• **PROBLEM TO WORK ON**
Find out how many lines in the records have the string "impl" in them, and state only that number.

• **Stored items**
- - - - -
//! 이벤트 토픽 정의.
//!
//! 토픽 집합은 닫혀 있으며, 각 토픽은 하나의 봉투 페이로드 유형만
//! 운반합니다. 토픽 문자열 이름은 시스템 간 계약입니다.

use serde::{Deserialize, Serialize};
use std::fmt;
use std::str::FromStr;

/// 시스템 이벤트 토픽.
#[derive(Debug, Clone, Copy, PartialEq, Eq, Hash, Serialize, Deserialize)]
#[serde(rename_all = "snake_case")]
pub enum Topic {
    /// 품질 게이트를 통과한 틱
    MarketDataReceived,
    /// 캔들 버킷 마감
    CandleClosed,
    /// 지표 스냅샷 갱신
    IndicatorsUpdated,
    /// 매매 신호
    TradingSignal,
    /// 주문 접수 (큐 진입)
    OrderPlaced,
    /// 주문 부분 체결
    OrderPartiallyExecuted,
    /// 주문 전량 체결
    OrderFullyExecuted,
    /// 주문 실패/거부
    OrderFailed,
    /// 주문 취소
    OrderCancelled,
    /// 포지션 변경
    PositionUpdated,
    /// 리스크 경보
    RiskAlert,
    /// 비상 정지 상태 변경
    EmergencyStop,
    /// 컴포넌트 하트비트
    Heartbeat,
    /// 컴포넌트 생명주기/상태
    SystemStatus,
    /// 전략 활성화
    StrategyActivated,
    /// 전략 비활성화
    StrategyDeactivated,
}

impl Topic {
    /// 모든 토픽을 반환합니다.
    pub fn all() -> &'static [Topic] {
        &[
            Topic::MarketDataReceived,
            Topic::CandleClosed,
            Topic::IndicatorsUpdated,
            Topic::TradingSignal,
            Topic::OrderPlaced,
            Topic::OrderPartiallyExecuted,
            Topic::OrderFullyExecuted,
            Topic::OrderFailed,
            Topic::OrderCancelled,
            Topic::PositionUpdated,
            Topic::RiskAlert,
            Topic::EmergencyStop,
            Topic::Heartbeat,
            Topic::SystemStatus,
            Topic::StrategyActivated,
            Topic::StrategyDeactivated,
        ]
    }

    /// 계약상의 토픽 이름을 반환합니다.
    pub fn as_str(&self) -> &'static str {
        match self {
            Topic::MarketDataReceived => "market_data_received",
            Topic::CandleClosed => "candle_closed",
            Topic::IndicatorsUpdated => "indicators_updated",
            Topic::TradingSignal => "trading_signal",
            Topic::OrderPlaced => "order_placed",
            Topic::OrderPartiallyExecuted => "order_partially_executed",
            Topic::OrderFullyExecuted => "order_fully_executed",
            Topic::OrderFailed => "order_failed",
            Topic::OrderCancelled => "order_cancelled",
            Topic::PositionUpdated => "position_updated",
            Topic::RiskAlert => "risk_alert",
            Topic::EmergencyStop => "emergency_stop",
            Topic::Heartbeat => "heartbeat",
            Topic::SystemStatus => "system_status",
            Topic::StrategyActivated => "strategy_activated",
            Topic::StrategyDeactivated => "strategy_deactivated",
        }
    }

    /// 브로커 전송 시 사용하는 채널 이름을 반환합니다.
    pub fn channel(&self) -> String {
        format!("kquant:event:{}", self.as_str())
    }
}

impl fmt::Display for Topic {
    fn fmt(&self, f: &mut fmt::Formatter<'_>) -> fmt::Result {
        write!(f, "{}", self.as_str())
    }
}

impl FromStr for Topic {
    type Err = String;

    fn from_str(s: &str) -> Result<Self, Self::Err> {
        Topic::all()
            .iter()
            .find(|t| t.as_str() == s)
            .copied()
            .ok_or_else(|| format!("Unknown topic: {}", s))
    }
}
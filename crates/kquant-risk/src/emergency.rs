//! 비상 정지.
//!
//! 발동 조건: 일일 손실 한도 초과, 연속 손실 N회, 상류 API 장기 단절,
//! 포지션 평가 정보의 장기 미갱신, 비정상적으로 높은 에러율, 수동 발동.
//! 발동 중에는 동기 판정이 모든 신규 주문을 거부합니다 (규칙 10).
//! 해제는 일반 설정과 분리된 리셋 토큰을 요구합니다.

use kquant_bus::{Envelope, EventBus, Payload, Topic};
use kquant_core::{KquantError, KquantResult};
use std::sync::atomic::{AtomicBool, Ordering};
use std::sync::{Arc, Mutex};
use tracing::{error, info, warn};

/// 비상 정지 상태.
pub struct EmergencyStop {
    bus: Arc<EventBus>,
    armed: AtomicBool,
    reason: Mutex<Option<String>>,
    /// 해제에 필요한 리셋 토큰
    reset_token: String,
}

impl EmergencyStop {
    /// 새 비상 정지 상태를 생성합니다.
    pub fn new(bus: Arc<EventBus>, reset_token: impl Into<String>) -> Self {
        Self {
            bus,
            armed: AtomicBool::new(false),
            reason: Mutex::new(None),
            reset_token: reset_token.into(),
        }
    }

    /// 발동 여부를 확인합니다.
    pub fn is_armed(&self) -> bool {
        self.armed.load(Ordering::SeqCst)
    }

    /// 발동 사유를 반환합니다.
    pub fn reason(&self) -> Option<String> {
        self.reason.lock().expect("lock poisoned").clone()
    }

    /// 비상 정지를 발동합니다. 이미 발동 중이면 무시됩니다.
    pub fn arm(&self, reason: impl Into<String>) {
        let reason = reason.into();
        if self.armed.swap(true, Ordering::SeqCst) {
            return;
        }
        *self.reason.lock().expect("lock poisoned") = Some(reason.clone());
        error!(reason = %reason, "EMERGENCY STOP armed");

        let _ = self.bus.publish(Envelope::new(
            Topic::EmergencyStop,
            "risk_engine",
            Payload::EmergencyStop {
                armed: true,
                reason,
            },
        ));
    }

    /// 리셋 토큰으로 비상 정지를 해제합니다.
    pub fn disarm(&self, token: &str) -> KquantResult<()> {
        if token != self.reset_token {
            warn!("Emergency stop disarm rejected: invalid token");
            return Err(KquantError::Validation(
                "invalid emergency reset token".to_string(),
            ));
        }
        if !self.armed.swap(false, Ordering::SeqCst) {
            return Ok(());
        }
        *self.reason.lock().expect("lock poisoned") = None;
        info!("Emergency stop disarmed");

        let _ = self.bus.publish(Envelope::new(
            Topic::EmergencyStop,
            "risk_engine",
            Payload::EmergencyStop {
                armed: false,
                reason: "manual_reset".to_string(),
            },
        ));
        Ok(())
    }
}
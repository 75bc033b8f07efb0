//! 포트폴리오 리스크 모니터.
//!
//! 고정 주기(기본 30초)로 포트폴리오 지표를 계산·캐시하고, 경고/위험
//! 임계값을 넘으면 심각도를 붙여 `risk_alert`를 발행합니다.
//!
//! 지표: 포트폴리오 가치, 총 노출, 현금 비율, 집중도(명목 비중
//! Herfindahl), 상위 5종목 집중도, 역사적 VaR(95%), 평균 쌍별 상관,
//! 섹터 분산도.

use crate::context::RiskContext;
use kquant_bus::{Envelope, EventBus, Payload, RiskAlertSeverity, Topic};
use kquant_core::Position;
use rust_decimal::prelude::ToPrimitive;
use rust_decimal::Decimal;
use serde::Serialize;
use std::collections::HashMap;
use std::sync::Arc;
use tracing::warn;

/// 지표 임계값.
#[derive(Debug, Clone)]
pub struct MonitorThresholds {
    /// 총 노출 비율 경고/위험
    pub exposure_warning: f64,
    /// 총 노출 비율 위험
    pub exposure_critical: f64,
    /// 집중도(HHI) 경고
    pub concentration_warning: f64,
    /// 집중도(HHI) 위험
    pub concentration_critical: f64,
    /// 현금 비율 하한 경고
    pub cash_ratio_warning: f64,
    /// VaR / 포트폴리오 비율 경고
    pub var_ratio_warning: f64,
}

impl Default for MonitorThresholds {
    fn default() -> Self {
        Self {
            exposure_warning: 0.8,
            exposure_critical: 0.9,
            concentration_warning: 0.4,
            concentration_critical: 0.6,
            cash_ratio_warning: 0.1,
            var_ratio_warning: 0.05,
        }
    }
}

/// 계산된 포트폴리오 리스크 지표.
#[derive(Debug, Clone, Serialize)]
pub struct RiskMetricsReport {
    /// 포트폴리오 가치
    pub portfolio_value: Decimal,
    /// 총 노출 금액
    pub gross_exposure: Decimal,
    /// 현금 비율
    pub cash_ratio: f64,
    /// Herfindahl 집중도 (명목 비중 제곱합)
    pub herfindahl: f64,
    /// 상위 5종목 비중 합
    pub top5_concentration: f64,
    /// 역사적 VaR (95%, 1일, 금액)
    pub var_95: Decimal,
    /// 평균 쌍별 수익률 상관
    pub avg_pairwise_correlation: Option<f64>,
    /// 섹터별 비중 표준편차
    pub sector_dispersion: Option<f64>,
}

/// 포트폴리오 리스크 모니터.
pub struct RiskMonitor {
    bus: Arc<EventBus>,
    thresholds: MonitorThresholds,
}

impl RiskMonitor {
    /// 새 모니터를 생성합니다.
    pub fn new(bus: Arc<EventBus>, thresholds: MonitorThresholds) -> Self {
        Self { bus, thresholds }
    }

    /// 지표를 계산합니다.
    ///
    /// `returns`는 종목별 일별 수익률 시계열 (VaR/상관 계산용)입니다.
    pub fn compute(
        &self,
        ctx: &RiskContext,
        returns: &HashMap<kquant_core::Symbol, Vec<f64>>,
    ) -> RiskMetricsReport {
        let portfolio_value = ctx.portfolio_value();
        let gross_exposure = ctx.gross_exposure();
        let portfolio_f64 = portfolio_value.to_f64().unwrap_or(0.0);

        let cash_ratio = if portfolio_f64 > 0.0 {
            ctx.cash.to_f64().unwrap_or(0.0) / portfolio_f64
        } else {
            0.0
        };

        let positions: Vec<&Position> =
            ctx.positions.values().filter(|p| p.is_open()).collect();

        // 명목 비중
        let total_notional = ctx.total_position_notional().to_f64().unwrap_or(0.0);
        let mut weights: Vec<f64> = positions
            .iter()
            .filter_map(|p| p.notional().to_f64())
            .map(|n| if total_notional > 0.0 { n / total_notional } else { 0.0 })
            .collect();
        weights.sort_by(|a, b| b.partial_cmp(a).unwrap_or(std::cmp::Ordering::Equal));

        let herfindahl = weights.iter().map(|w| w * w).sum();
        let top5_concentration = weights.iter().take(5).sum();

        let var_95 = self.historical_var(ctx, returns, 0.95);
        let avg_pairwise_correlation = Self::avg_correlation(returns);
        let sector_dispersion = Self::sector_dispersion(ctx, total_notional);

        RiskMetricsReport {
            portfolio_value,
            gross_exposure,
            cash_ratio,
            herfindahl,
            top5_concentration,
            var_95,
            avg_pairwise_correlation,
            sector_dispersion,
        }
    }

    /// 지표를 평가하고 임계값 초과 시 경보를 발행합니다.
    pub fn publish_alerts(&self, report: &RiskMetricsReport) {
        let portfolio = report.portfolio_value.to_f64().unwrap_or(0.0);
        if portfolio <= 0.0 {
            return;
        }

        let exposure_ratio = report.gross_exposure.to_f64().unwrap_or(0.0) / portfolio;
        if exposure_ratio > self.thresholds.exposure_critical {
            self.alert(
                RiskAlertSeverity::Critical,
                "gross_exposure_ratio",
                exposure_ratio,
                self.thresholds.exposure_critical,
            );
        } else if exposure_ratio > self.thresholds.exposure_warning {
            self.alert(
                RiskAlertSeverity::Warning,
                "gross_exposure_ratio",
                exposure_ratio,
                self.thresholds.exposure_warning,
            );
        }

        if report.herfindahl > self.thresholds.concentration_critical {
            self.alert(
                RiskAlertSeverity::Critical,
                "herfindahl",
                report.herfindahl,
                self.thresholds.concentration_critical,
            );
        } else if report.herfindahl > self.thresholds.concentration_warning {
            self.alert(
                RiskAlertSeverity::Warning,
                "herfindahl",
                report.herfindahl,
                self.thresholds.concentration_warning,
            );
        }

        if report.cash_ratio < self.thresholds.cash_ratio_warning {
            self.alert(
                RiskAlertSeverity::Warning,
                "cash_ratio",
                report.cash_ratio,
                self.thresholds.cash_ratio_warning,
            );
        }

        let var_ratio = report.var_95.to_f64().unwrap_or(0.0) / portfolio;
        if var_ratio > self.thresholds.var_ratio_warning {
            self.alert(
                RiskAlertSeverity::Warning,
                "var_95_ratio",
                var_ratio,
                self.thresholds.var_ratio_warning,
            );
        }
    }

    fn alert(&self, severity: RiskAlertSeverity, metric: &str, value: f64, threshold: f64) {
        warn!(metric, value, threshold, ?severity, "Risk alert");
        let _ = self.bus.publish(Envelope::new(
            Topic::RiskAlert,
            "risk_monitor",
            Payload::RiskAlert {
                severity,
                metric: metric.to_string(),
                value: format!("{:.4}", value),
                threshold: format!("{:.4}", threshold),
                message: format!("{} {:.4} exceeds {:.4}", metric, value, threshold),
            },
        ));
    }

    /// 역사적 VaR: 포트폴리오 가중 일별 수익률 분포의 하위 분위수.
    fn historical_var(
        &self,
        ctx: &RiskContext,
        returns: &HashMap<kquant_core::Symbol, Vec<f64>>,
        confidence: f64,
    ) -> Decimal {
        let total = ctx.total_position_notional().to_f64().unwrap_or(0.0);
        if total <= 0.0 || returns.is_empty() {
            return Decimal::ZERO;
        }

        // 날짜별 포트폴리오 수익률 (공통 길이 기준)
        let min_len = returns.values().map(|r| r.len()).min().unwrap_or(0);
        if min_len < 2 {
            return Decimal::ZERO;
        }

        let mut portfolio_returns = vec![0.0f64; min_len];
        for (symbol, series) in returns {
            let weight = ctx
                .position_notional(symbol)
                .to_f64()
                .unwrap_or(0.0)
                / total;
            for (i, r) in series.iter().rev().take(min_len).enumerate() {
                portfolio_returns[i] += weight * r;
            }
        }

        portfolio_returns.sort_by(|a, b| a.partial_cmp(b).unwrap_or(std::cmp::Ordering::Equal));
        let index = ((1.0 - confidence) * min_len as f64).floor() as usize;
        let quantile = portfolio_returns[index.min(min_len - 1)];

        let loss = (-quantile).max(0.0) * total;
        Decimal::try_from(loss).unwrap_or(Decimal::ZERO)
    }

    /// 평균 쌍별 상관.
    fn avg_correlation(returns: &HashMap<kquant_core::Symbol, Vec<f64>>) -> Option<f64> {
        let series: Vec<&Vec<f64>> = returns.values().filter(|r| r.len() >= 2).collect();
        if series.len() < 2 {
            return None;
        }

        let min_len = series.iter().map(|r| r.len()).min()?;
        let mut sum = 0.0;
        let mut count = 0usize;
        for i in 0..series.len() {
            for j in (i + 1)..series.len() {
                if let Some(corr) =
                    Self::correlation(&series[i][..min_len], &series[j][..min_len])
                {
                    sum += corr;
                    count += 1;
                }
            }
        }
        if count == 0 {
            None
        } else {
            Some(sum / count as f64)
        }
    }

    fn correlation(a: &[f64], b: &[f64]) -> Option<f64> {
        let n = a.len() as f64;
        if n < 2.0 {
            return None;
        }
        let mean_a = a.iter().sum::<f64>() / n;
        let mean_b = b.iter().sum::<f64>() / n;
        let cov: f64 = a
            .iter()
            .zip(b)
            .map(|(x, y)| (x - mean_a) * (y - mean_b))
            .sum::<f64>();
        let var_a: f64 = a.iter().map(|x| (x - mean_a).powi(2)).sum();
        let var_b: f64 = b.iter().map(|y| (y - mean_b).powi(2)).sum();
        let denom = (var_a * var_b).sqrt();
        if denom == 0.0 {
            None
        } else {
            Some(cov / denom)
        }
    }

    /// 섹터별 비중 표준편차.
    fn sector_dispersion(ctx: &RiskContext, total_notional: f64) -> Option<f64> {
        if total_notional <= 0.0 {
            return None;
        }
        let mut sector_weights: HashMap<&str, f64> = HashMap::new();
        for (symbol, position) in &ctx.positions {
            if !position.is_open() {
                continue;
            }
            let sector = ctx
                .sector_map
                .get(symbol)
                .map(|s| s.as_str())
                .unwrap_or("unknown");
            *sector_weights.entry(sector).or_insert(0.0) +=
                position.notional().to_f64().unwrap_or(0.0) / total_notional;
        }
        if sector_weights.len() < 2 {
            return None;
        }
        let n = sector_weights.len() as f64;
        let mean = sector_weights.values().sum::<f64>() / n;
        let variance = sector_weights
            .values()
            .map(|w| (w - mean).powi(2))
            .sum::<f64>()
            / n;
        Some(variance.sqrt())
    }
}

#[cfg(test)]
mod tests {
    use super::*;
    use kquant_core::Symbol;
    use rust_decimal_macros::dec;

    fn symbol(code: &str) -> Symbol {
        Symbol::canonicalize(code).unwrap()
    }

    fn context_with_positions() -> RiskContext {
        let mut positions = HashMap::new();
        for (code, qty, price) in [
            ("005930", dec!(10), dec!(75000)),
            ("000660", dec!(5), dec!(200000)),
        ] {
            let mut p = Position::empty(symbol(code));
            p.apply_buy(qty, price, Decimal::ZERO);
            positions.insert(symbol(code), p);
        }

        RiskContext {
            cash: dec!(8_250_000),
            realized_pnl_today: Decimal::ZERO,
            realized_pnl_month: Decimal::ZERO,
            open_order_notional: Decimal::ZERO,
            positions,
            orders_today: 0,
            consecutive_losses: 0,
            emergency_armed: false,
            sector_map: HashMap::new(),
        }
    }

    #[test]
    fn test_compute_basic_metrics() {
        let bus = Arc::new(EventBus::new(16));
        let monitor = RiskMonitor::new(bus, MonitorThresholds::default());
        let ctx = context_with_positions();

        let report = monitor.compute(&ctx, &HashMap::new());

        // 750,000 + 1,000,000 + 8,250,000 = 10,000,000
        assert_eq!(report.portfolio_value, dec!(10_000_000));
        assert_eq!(report.gross_exposure, dec!(1_750_000));
        assert!((report.cash_ratio - 0.825).abs() < 1e-9);

        // 비중 (750/1750)² + (1000/1750)² ≈ 0.5102
        assert!((report.herfindahl - 0.5102).abs() < 0.001);
        assert!((report.top5_concentration - 1.0).abs() < 1e-9);
        assert_eq!(report.var_95, Decimal::ZERO);
    }

    #[test]
    fn test_var_with_history() {
        let bus = Arc::new(EventBus::new(16));
        let monitor = RiskMonitor::new(bus, MonitorThresholds::default());
        let ctx = context_with_positions();

        let mut returns = HashMap::new();
        // 100일 중 가장 나쁜 5% 수익률이 -3% 부근이 되도록 구성
        let mut series: Vec<f64> = vec![0.001; 95];
        series.extend([-0.05, -0.04, -0.035, -0.03, -0.02]);
        returns.insert(symbol("005930"), series.clone());
        returns.insert(symbol("000660"), series);

        let report = monitor.compute(&ctx, &returns);
        assert!(report.var_95 > Decimal::ZERO);
        assert!(report.avg_pairwise_correlation.is_some());
    }

    #[tokio::test]
    async fn test_alert_published_on_concentration() {
        let bus = Arc::new(EventBus::new(16));
        let mut subscription = bus.subscribe(Topic::RiskAlert);
        let monitor = RiskMonitor::new(Arc::clone(&bus), MonitorThresholds::default());

        let report = RiskMetricsReport {
            portfolio_value: dec!(10_000_000),
            gross_exposure: dec!(1_000_000),
            cash_ratio: 0.9,
            herfindahl: 0.7,
            top5_concentration: 1.0,
            var_95: Decimal::ZERO,
            avg_pairwise_correlation: None,
            sector_dispersion: None,
        };
        monitor.publish_alerts(&report);

        match subscription.recv().await.unwrap() {
            kquant_bus::Delivery::Event(envelope) => match envelope.payload {
                Payload::RiskAlert { severity, metric, .. } => {
                    assert_eq!(severity, RiskAlertSeverity::Critical);
                    assert_eq!(metric, "herfindahl");
                }
                _ => panic!("wrong payload"),
            },
            _ => panic!("expected alert"),
        }
    }
}
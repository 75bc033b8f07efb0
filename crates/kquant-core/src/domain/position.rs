//! 포지션 추적.
//!
//! 종목당 하나의 포지션을 유지합니다. 매수 평균단가는 수수료를 포함하고,
//! 매도 시 실현 손익이 누적됩니다. 수량이 0이 되면 평균단가는 초기화됩니다.

use crate::types::{Price, Quantity, Symbol};
use chrono::{DateTime, Utc};
use rust_decimal::Decimal;
use serde::{Deserialize, Serialize};

/// 종목당 하나 유지되는 포지션.
#[derive(Debug, Clone, Serialize, Deserialize)]
pub struct Position {
    /// 종목 코드
    pub symbol: Symbol,
    /// 보유 수량 (0 허용, 이력 보존용)
    pub qty: Quantity,
    /// 수수료 포함 평균 매입 단가
    pub avg_cost: Price,
    /// 실현 손익 (수수료 차감)
    pub realized_pnl: Decimal,
    /// 미실현 손익 (최근 시세 기준)
    pub unrealized_pnl: Decimal,
    /// 마지막 평가 가격
    pub last_mark_price: Price,
    /// 진입 이후 최고 평가 가격 (트레일링 스탑 기준)
    pub high_watermark: Price,
    /// 최초 진입 시각
    pub opened_ts: DateTime<Utc>,
    /// 마지막 업데이트 시각
    pub last_updated: DateTime<Utc>,
}

impl Position {
    /// 빈 포지션을 생성합니다.
    pub fn empty(symbol: Symbol) -> Self {
        let now = Utc::now();
        Self {
            symbol,
            qty: Decimal::ZERO,
            avg_cost: Decimal::ZERO,
            realized_pnl: Decimal::ZERO,
            unrealized_pnl: Decimal::ZERO,
            last_mark_price: Decimal::ZERO,
            high_watermark: Decimal::ZERO,
            opened_ts: now,
            last_updated: now,
        }
    }

    /// 매수 체결을 반영합니다.
    ///
    /// `avg_cost = (old_qty·old_avg + fill_qty·fill_price + commission) / (old_qty + fill_qty)`
    pub fn apply_buy(&mut self, qty: Quantity, price: Price, commission: Decimal) {
        if self.qty.is_zero() {
            self.opened_ts = Utc::now();
            self.high_watermark = price;
        }
        let total_cost = self.avg_cost * self.qty + price * qty + commission;
        self.qty += qty;
        if !self.qty.is_zero() {
            self.avg_cost = total_cost / self.qty;
        }
        self.mark(price);
    }

    /// 매도 체결을 반영하고 실현 손익을 반환합니다.
    ///
    /// `pnl = (fill_price − avg_cost)·fill_qty − commission`.
    /// 평균단가는 수량이 0이 될 때까지 유지되고, 0이 되면 초기화됩니다.
    pub fn apply_sell(&mut self, qty: Quantity, price: Price, commission: Decimal) -> Decimal {
        let sell_qty = qty.min(self.qty);
        let pnl = (price - self.avg_cost) * sell_qty - commission;
        self.qty -= sell_qty;
        self.realized_pnl += pnl;

        if self.qty.is_zero() {
            self.avg_cost = Decimal::ZERO;
            self.high_watermark = Decimal::ZERO;
            self.unrealized_pnl = Decimal::ZERO;
            self.last_mark_price = price;
            self.last_updated = Utc::now();
        } else {
            self.mark(price);
        }
        pnl
    }

    /// 최신 시세로 미실현 손익을 재계산합니다.
    pub fn mark(&mut self, price: Price) {
        self.last_mark_price = price;
        self.unrealized_pnl = (price - self.avg_cost) * self.qty;
        if price > self.high_watermark {
            self.high_watermark = price;
        }
        self.last_updated = Utc::now();
    }

    /// 포지션의 평가 금액을 반환합니다.
    pub fn notional(&self) -> Decimal {
        self.last_mark_price * self.qty
    }

    /// 보유 중인지 확인합니다.
    pub fn is_open(&self) -> bool {
        self.qty > Decimal::ZERO
    }
}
- - - - -
• **ANSWER BOX**
9